Infor SyteLine3 min readNetray Engineering Team

SyteLine REST API Integration Guide

SyteLine CloudSuite Industrial exposes its data and business logic through REST APIs built on the IDO web services layer. These APIs enable integration with e-commerce platforms, CRM systems, warehouse management systems, and custom applications. Understanding the API architecture—authentication mechanisms, IDO endpoint patterns, payload structures, and rate limiting—is essential for building reliable integrations that scale. This guide covers the practical aspects of SyteLine API integration from an implementer's perspective.

API Architecture and Authentication

SyteLine REST APIs are served through the IDO Web Services component, which exposes IDO operations as HTTP endpoints. Authentication uses OAuth 2.0 with Infor ION for cloud deployments or token-based authentication for on-premise installations. Each API call operates within a session context that determines the user, company, site, and security profile. Properly managing session lifecycle—creation, reuse, and cleanup—is critical for both performance and license compliance.

  • Use OAuth 2.0 client credentials flow for service-to-service integrations, not user impersonation
  • Reuse API sessions across related calls to avoid the overhead of session creation per request
  • Implement session cleanup in your error handling to prevent orphaned sessions consuming licenses
  • Configure rate limiting on the IDO Web Services to protect the application server from API overload

IDO Endpoint Patterns and Payload Design

IDO REST endpoints follow a consistent pattern: specify the IDO name, the operation (LoadCollection, UpdateCollection, InvokeMethod), and the payload. LoadCollection supports filtering, sorting, and property selection. UpdateCollection handles create, update, and delete operations within a single transactional call. InvokeMethod executes IDO business methods. Design API payloads to minimize data transfer by specifying only the properties needed and using server-side filtering.

  • Specify a property list in LoadCollection calls to return only required columns, reducing payload size
  • Use filter expressions to push query logic to the server rather than retrieving and filtering client-side
  • Batch related updates in a single UpdateCollection call to maintain transactional integrity
  • Call InvokeMethod for business operations instead of direct data manipulation to enforce business rules

Error Handling and Integration Resilience

Production API integrations must handle failures gracefully. SyteLine APIs return standard HTTP status codes with detailed error messages in the response body. Implement retry logic with exponential backoff for transient failures (503, timeout). Log all API interactions with timestamps, payloads, and responses for troubleshooting. Build idempotency into your integration design so that retried operations do not create duplicate transactions.

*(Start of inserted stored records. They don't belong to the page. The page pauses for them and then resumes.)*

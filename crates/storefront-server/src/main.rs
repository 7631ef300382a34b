mod api;
mod middleware;

use std::sync::Arc;

use storefront_cms::CmsClient;
use tracing_subscriber::EnvFilter;

use crate::api::{build_app, AppState};

#[tokio::main]
async fn main() -> anyhow::Result<()> {
    let config = Arc::new(storefront_core::load_app_config()?);
    let env_filter = EnvFilter::try_from_default_env()
        .or_else(|_| EnvFilter::try_new(config.log_level.clone()))?;
    tracing_subscriber::fmt().with_env_filter(env_filter).init();

    let cms = Arc::new(CmsClient::from_config(&config)?);
    tracing::info!(
        env = %config.env,
        cms_url = %config.cms_url,
        "content store client ready"
    );

    let app = build_app(AppState {
        cms,
        config: Arc::clone(&config),
    });

    let listener = tokio::net::TcpListener::bind(config.bind_addr).await?;
    tracing::info!(addr = %config.bind_addr, "storefront server listening");
    axum::serve(listener, app)
        .with_graceful_shutdown(shutdown_signal())
        .await?;
    Ok(())
}

async fn shutdown_signal() {
    let ctrl_c = async {
        tokio::signal::ctrl_c()
            .await
            .expect("failed to listen for ctrl-c");
    };

    #[cfg(unix)]
    let terminate = async {
        tokio::signal::unix::signal(tokio::signal::unix::SignalKind::terminate())
            .expect("failed to install signal handler")
            .recv()
            .await;
    };

    #[cfg(not(unix))]
    let terminate = std::future::pending::<()>();

    tokio::select! {
        () = ctrl_c => {},
        () = terminate => {},
    }

    tracing::info!("received shutdown signal, starting graceful shutdown");
}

  • Implement exponential backoff retry for 503 (service unavailable) and timeout responses
  • Log complete request and response payloads for troubleshooting failed integration calls
  • Design idempotent operations using external reference numbers to prevent duplicate transactions
  • Build circuit breaker patterns that stop calling a failing API and alert operations teams promptly

Frequently Asked Questions

What are IDO web services in SyteLine?

IDO (Intelligent Data Objects) web services are SyteLine's data access and business logic layer exposed as REST API endpoints. IDOs support three core operations: LoadCollection (read/query data with filtering and sorting), UpdateCollection (create, update, delete records transactionally), and InvokeMethod (execute business methods). Each IDO corresponds to a SyteLine form or business entity, making the API surface mirror the application's functional structure for intuitive integration development.

How does SyteLine REST API authentication work?

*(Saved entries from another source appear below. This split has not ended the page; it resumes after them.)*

//! Process-wide site identity used in footer copy.

pub const DEFAULT_COPYRIGHT_NAME: &str = "Perth Dry Cleaning Supplies";
pub const DEFAULT_COPYRIGHT_START_YEAR: i32 = 2023;

/// Site identity, built once at startup and injected into request handlers.
#[derive(Debug, Clone, PartialEq, Eq)]
pub struct SiteConfig {
    pub site_name: Option<String>,
    pub company_name: Option<String>,
    pub copyright_start_year: i32,
}

impl Default for SiteConfig {
    fn default() -> Self {
        Self {
            site_name: None,
            company_name: None,
            copyright_start_year: DEFAULT_COPYRIGHT_START_YEAR,
        }
    }
}

impl SiteConfig {
    /// Name shown in the copyright line: company, then site, then the built-in default.
    #[must_use]
    pub fn copyright_name(&self) -> &str {
        self.company_name
            .as_deref()
            .or(self.site_name.as_deref())
            .unwrap_or(DEFAULT_COPYRIGHT_NAME)
    }

    /// `"2023"` in the start year itself, `"2023-2026"` afterwards.
    #[must_use]
    pub fn copyright_range(&self, current_year: i32) -> String {
        let start = self.copyright_start_year;
        if current_year > start {
            format!("{start}-{current_year}")
        } else {
            start.to_string()
        }
    }

    #[must_use]
    pub fn copyright_notice(&self, current_year: i32) -> String {
        format!(
            "© {} {}. All rights reserved.",
            self.copyright_range(current_year),
            self.copyright_name()
        )
    }
}

#[cfg(test)]
mod tests {
    use super::*;

    fn site(company: Option<&str>, site: Option<&str>) -> SiteConfig {
        SiteConfig {
            site_name: site.map(str::to_string),
            company_name: company.map(str::to_string),
            ..SiteConfig::default()
        }
    }

    #[test]
    fn copyright_name_prefers_company_name() {
        assert_eq!(
            site(Some("Acme Pty Ltd"), Some("Acme")).copyright_name(),
            "Acme Pty Ltd"
        );
    }

    #[test]
    fn copyright_name_falls_back_to_site_name() {
        assert_eq!(site(None, Some("Acme")).copyright_name(), "Acme");
    }

    #[test]
    fn copyright_name_falls_back_to_default() {
        assert_eq!(site(None, None).copyright_name(), DEFAULT_COPYRIGHT_NAME);
    }

    #[test]
    fn copyright_range_is_single_year_in_start_year() {
        assert_eq!(site(None, None).copyright_range(2023), "2023");
    }

    #[test]
    fn copyright_range_spans_to_current_year() {
        assert_eq!(site(None, None).copyright_range(2026), "2023-2026");
    }

    #[test]
    fn copyright_notice_formats_full_line() {
        assert_eq!(
            site(Some("Acme"), None).copyright_notice(2025),
            "© 2023-2025 Acme. All rights reserved."
        );
    }
}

SyteLine CloudSuite Industrial uses OAuth 2.0 with Infor ION for cloud deployments, supporting client credentials flow for service-to-service integrations. On-premise SyteLine installations use token-based authentication through the IDO Web Services component. Each API session carries a user context determining company, site, and security profile. Properly managing session lifecycle is critical: reuse sessions across related calls, implement cleanup in error handlers, and avoid orphaned sessions that consume licenses.

What is the recommended rate limit for SyteLine API integrations?

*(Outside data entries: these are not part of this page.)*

use axum::{extract::Request, http::HeaderValue, middleware::Next, response::Response};
use uuid::Uuid;

pub const REQUEST_ID_HEADER: &str = "x-request-id";

/// Newtype wrapping a request ID string, stored as a request extension.
#[derive(Debug, Clone)]
pub struct RequestId(pub String);

/// Reuses a non-empty inbound `x-request-id`, otherwise mints a UUIDv4.
fn resolve_request_id(inbound: Option<&HeaderValue>) -> String {
    inbound
        .and_then(|v| v.to_str().ok())
        .map(str::trim)
        .filter(|v| !v.is_empty())
        .map_or_else(|| Uuid::new_v4().to_string(), String::from)
}

/// Middleware that assigns a request ID.
///
/// - Inserted into request extensions as [`RequestId`]
/// - Set on the response as the `x-request-id` header
pub async fn request_id(mut req: Request, next: Next) -> Response {
    let id = resolve_request_id(req.headers().get(REQUEST_ID_HEADER));

    req.extensions_mut().insert(RequestId(id.clone()));

    let mut res = next.run(req).await;

    if let Ok(val) = HeaderValue::from_str(&id) {
        res.headers_mut().insert(REQUEST_ID_HEADER, val);
    }

    res
}

#[cfg(test)]
mod tests {
    use super::*;

    #[test]
    fn inbound_request_id_is_reused() {
        let header = HeaderValue::from_static("req-abc");
        assert_eq!(resolve_request_id(Some(&header)), "req-abc");
    }

    #[test]
    fn blank_request_id_is_replaced() {
        let header = HeaderValue::from_static("  ");
        let id = resolve_request_id(Some(&header));
        assert!(Uuid::parse_str(&id).is_ok(), "expected uuid, got {id}");
    }

    #[test]
    fn missing_request_id_mints_uuid() {
        let id = resolve_request_id(None);
        assert!(Uuid::parse_str(&id).is_ok());
    }
}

SyteLine IDO Web Services should be rate-limited to 50-100 concurrent API calls per application server to prevent performance degradation. Configure rate limiting at the integration layer, not just the server. For high-volume integrations processing thousands of transactions hourly, batch related updates into single UpdateCollection calls, implement connection pooling, and use asynchronous patterns with Infor ION messaging. Monitor API response times; sustained responses above 2 seconds indicate server overload.

Key Takeaways

  • 1API Architecture and Authentication: SyteLine REST APIs are served through the IDO Web Services component, which exposes IDO operations as HTTP endpoints. Authentication uses OAuth 2.0 with Infor ION for cloud deployments or token-based authentication for on-premise installations.
  • 2IDO Endpoint Patterns and Payload Design: IDO REST endpoints follow a consistent pattern: specify the IDO name, the operation (LoadCollection, UpdateCollection, InvokeMethod), and the payload. LoadCollection supports filtering, sorting, and property selection.
  • 3Error Handling and Integration Resilience: Production API integrations must handle failures gracefully. SyteLine APIs return standard HTTP status codes with detailed error messages in the response body.